基本的概念

Block:数据块,ClickHouse进行数据读、写的基本单元,每一个Block实例,不仅包含数据域,还包含了每个列的meta信息。

Chunk:数据块,保存实际数据的单元,Block中的数据域的指向的就是这个类型的实例。

Row:一行记录,包含多个列索引,Chunk可以认为是由多个Row组成的。

Column:一列数据,包含一个列上的Block Size数量的行。

一个Block对象,可以简单理解为一张表,它的每一列都有相同的长度,每一行长度也等:

Block/Chunk

Column1

Column2


ColumnM

Row1

value

value


value

Row2

value

value


value






RowN

value

value


value

聚合函数示例

select uniq(B), uniq(A), uniq(C) from test_tbl

聚合函数的基本过程

InputStream:从数据表读取数据,返回许多Block结构的对象,以便在内存中处理。
Insert:在每一个Block上的每一个列上,进行聚合函数调用,将原始字段值添加到中间数据结构中,在ClickHouse中称为State。
Merge:在每一个Block上的每一个列上,聚合所有的State。
Serialize:序列化State对象。
Deserialize:反序列化State对象。
Final:返回最终结果。

并行插入:通过配置max_streams参数可以控制读取线程数量,默认值为max_threads,但还可以通过max_streams_to_max_threads_ratio参数调整
InputStreamA -> BlockA -> Insert -> Serialize -> StateA
InputStreamA -> BlockA2 -> Insert -> Serialize -> StateA2
InputStreamB -> BlockB -> Insert -> Serialize -> StateB
InputStreamB -> BlockB2 -> Insert -> Serialize -> StateB2

并行合并:并行粒度 = min(max_threads, 并行block数量)
(StateA -> BlockA, StateB -> BlockB) -> StateC
(StateA2 -> BlockA2, StateB2 -> BlockB2) -> StateC2

计算最终结果:单线程
(StateC,State C2) -> insertResultInto -> Final

聚合函数详细执行过程

文件读取

假如test_tbl这个表是一个MergeTree类型的本地表,那么执行聚合操作时,会首先从磁盘上的Part文件读取数据,下面张贴的代码片段,展示了SELECT语句的读取的调用过程,顺序从前到后:

/// A Storage that allows reading from a single MergeTree data part.
/// 在SQL解释执行时,如果执行过程到达了FetchColumns阶段,则会调用
/// InterpreterSelectQuery::executeFetchColumns(...)方法,触发此Storage实例的read()操作。
class StorageFromMergeTreeDataPart final : public ext::shared_ptr_helper<StorageFromMergeTreeDataPart>, public IStorage
{
    friend struct ext::shared_ptr_helper<StorageFromMergeTreeDataPart>;
public:
    String getName() const override { return "FromMergeTreeDataPart"; }

    Pipe read(
        const Names & column_names,
        const StorageMetadataPtr & metadata_snapshot,
        SelectQueryInfo & query_info,
        const Context & context,
        QueryProcessingStage::Enum /*processed_stage*/,
        size_t max_block_size,
        unsigned num_streams) override
    {
        QueryPlan query_plan =
            // 这里在生成一个新的QueryPlan时,并触发数据从文件到内存的加载过程,
            // 然后返回一个Pipe对象,Pipe就是整个Pipeline中的一部分操作的集合。
            std::move(*MergeTreeDataSelectExecutor(part->storage)
                      .readFromParts({part}, column_names, metadata_snapshot, query_info, context, max_block_size, num_streams));

        return query_plan.convertToPipe();
    }
}

创建一个MergeTree类型的、表的数据文件的读取执行器,最终通过此方法完成part文件的读取。

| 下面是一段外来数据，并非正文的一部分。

//! Broker-side participant of one distributed transaction.

use std::collections::{BTreeMap, HashMap};
use std::sync::Arc;
use std::time::Instant;

use tracing::debug;

use crate::broker::Broker;
use crate::broker::message::{DetachableMessage, Message};
use crate::persistence::SharedMessageStore;
use crate::queue::QueueHandler;
use crate::transaction::Xid;
use crate::utils::BrokerError;

#[derive(Debug, Clone, Copy, PartialEq, Eq)]
pub enum BranchState {
    Active,
    RollbackOnly,
    PrePrepare,
    Prepared,
    /// Known only from a prepared record in storage.
    PartialRestore,
    TimedOut,
    Forgotten,
    HeurCom,
    HeurRb,
}

#[derive(Debug, Clone, Copy, PartialEq, Eq)]
enum SessionState {
    Active,
    Suspended,
}

pub struct Branch {
    xid: Xid,
    state: BranchState,
    store: Arc<SharedMessageStore>,
    affected: BTreeMap<String, Arc<QueueHandler>>,
    sessions: HashMap<u64, SessionState>,
    deadline: Option<Instant>,
}

impl Branch {
    pub fn new(xid: Xid, store: Arc<SharedMessageStore>) -> Self {
        store.branch(&xid);
        Self::with_state(xid, store, BranchState::Active)
    }

    /// Branch for an Xid found only in storage after a restart.
    pub fn recovery(xid: Xid, store: Arc<SharedMessageStore>) -> Self {
        Self::with_state(xid, store, BranchState::PartialRestore)
    }

    fn with_state(xid: Xid, store: Arc<SharedMessageStore>, state: BranchState) -> Self {
        Self {
            xid,
            state,
            store,
            affected: BTreeMap::new(),
            sessions: HashMap::new(),
            deadline: None,
        }
    }

    pub fn xid(&self) -> &Xid {
        &self.xid
    }

    pub fn state(&self) -> BranchState {
        self.state
    }

    pub fn set_state(&mut self, state: BranchState) {
        self.state = state;
    }

    fn track(&mut self, handler: Arc<QueueHandler>) {
        self.affected.insert(handler.name().to_string(), handler);
    }

    pub fn enqueue(&mut self, broker: &Broker, message: Message) -> Result<(), BrokerError> {
        for handler in broker.enqueue_xid(&self.xid, message)? {
            self.track(handler);
        }
        Ok(())
    }

    pub fn dequeue(
        &mut self,
        broker: &Broker,
        queue: &str,
        message: Arc<DetachableMessage>,
    ) -> Result<(), BrokerError> {
        let handler = broker.dequeue_xid(&self.xid, queue, message)?;
        self.track(handler);
        Ok(())
    }

    pub fn prepare(&mut self) -> Result<(), BrokerError> {
        self.state = BranchState::PrePrepare;
        self.store.prepare(&self.xid)?;
        self.state = BranchState::Prepared;
        debug!(xid = %self.xid, "branch prepared");
        Ok(())
    }

    /// Writes the branch and makes its queue changes visible.
    pub fn commit(&mut self, broker: &Broker, one_phase: bool) -> Result<(), BrokerError> {
        if self.state == BranchState::PartialRestore {
            let restored = self.store.restore_xid(&self.xid)?;
            for handler in broker.restore_prepared(&self.xid, restored) {
                self.track(handler);
            }
        }

        self.store.flush_xid(&self.xid, one_phase)?;
        for handler in self.affected.values() {
            handler.commit(&self.xid);
        }
        debug!(xid = %self.xid, one_phase, "branch committed");
        Ok(())
    }

    /// Discards the branch and any prepared record of it.
    pub fn dtx_rollback(&mut self) -> Result<(), BrokerError> {
        self.store.rollback_xid(&self.xid)?;
        self.rollback_queues();
        debug!(xid = %self.xid, "branch rolled back");
        Ok(())
    }

    fn rollback_queues(&self) {
        for handler in self.affected.values() {
            handler.rollback(&self.xid);
        }
    }

    pub fn associate_session(&mut self, session: u64) {
        self.sessions.insert(session, SessionState::Active);
    }

    pub fn resume_session(&mut self, session: u64) -> Result<(), BrokerError> {
        match self.sessions.get_mut(&session) {
            Some(state) if *state == SessionState::Suspended => {
                *state = SessionState::Active;
                Ok(())
            }
            _ => Err(BrokerError::validation(format!(
                "couldn't resume session {session} for branch with xid {}",
                self.xid
            ))),
        }
    }

    pub fn disassociate_session(&mut self, session: u64) {
        self.sessions.remove(&session);
    }

    pub fn suspend_session(&mut self, session: u64) {
        if let Some(state) = self.sessions.get_mut(&session) {
            *state = SessionState::Suspended;
        }
    }

    pub fn is_associated(&self, session: u64) -> bool {
        self.sessions.contains_key(&session)
    }

    pub fn has_active_sessions(&self) -> bool {
        self.sessions
            .values()
            .any(|state| *state == SessionState::Active)
    }

    pub fn clear_associations(&mut self) {
        self.sessions.clear();
    }

    pub fn set_deadline(&mut self, deadline: Option<Instant>) {
        self.deadline = deadline;
    }

    /// A prepared branch never times out.
    pub fn is_expired(&self, now: Instant) -> bool {
        !self.is_prepared() && self.deadline.is_some_and(|deadline| now >= deadline)
    }

    pub fn is_prepared(&self) -> bool {
        matches!(self.state, BranchState::Prepared | BranchState::PartialRestore)
    }

    pub fn is_rollback_only(&self) -> bool {
        self.state == BranchState::RollbackOnly
    }
}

QueryPlanPtr MergeTreeDataSelectExecutor::readFromParts(
    MergeTreeData::DataPartsVector parts,
    const Names & column_names_to_return,
    const StorageMetadataPtr & metadata_snapshot,
    const SelectQueryInfo & query_info,
    const Context & context,
    const UInt64 max_block_size,
    const unsigned num_streams,
    const PartitionIdToMaxBlock * max_block_numbers_to_read) const
{}

MergeTreeDataSelectExecutor::readFromParts(...)内部则是调用MergeTreeIndexReader::read()方法将刚刚读取的数据进行反序列化。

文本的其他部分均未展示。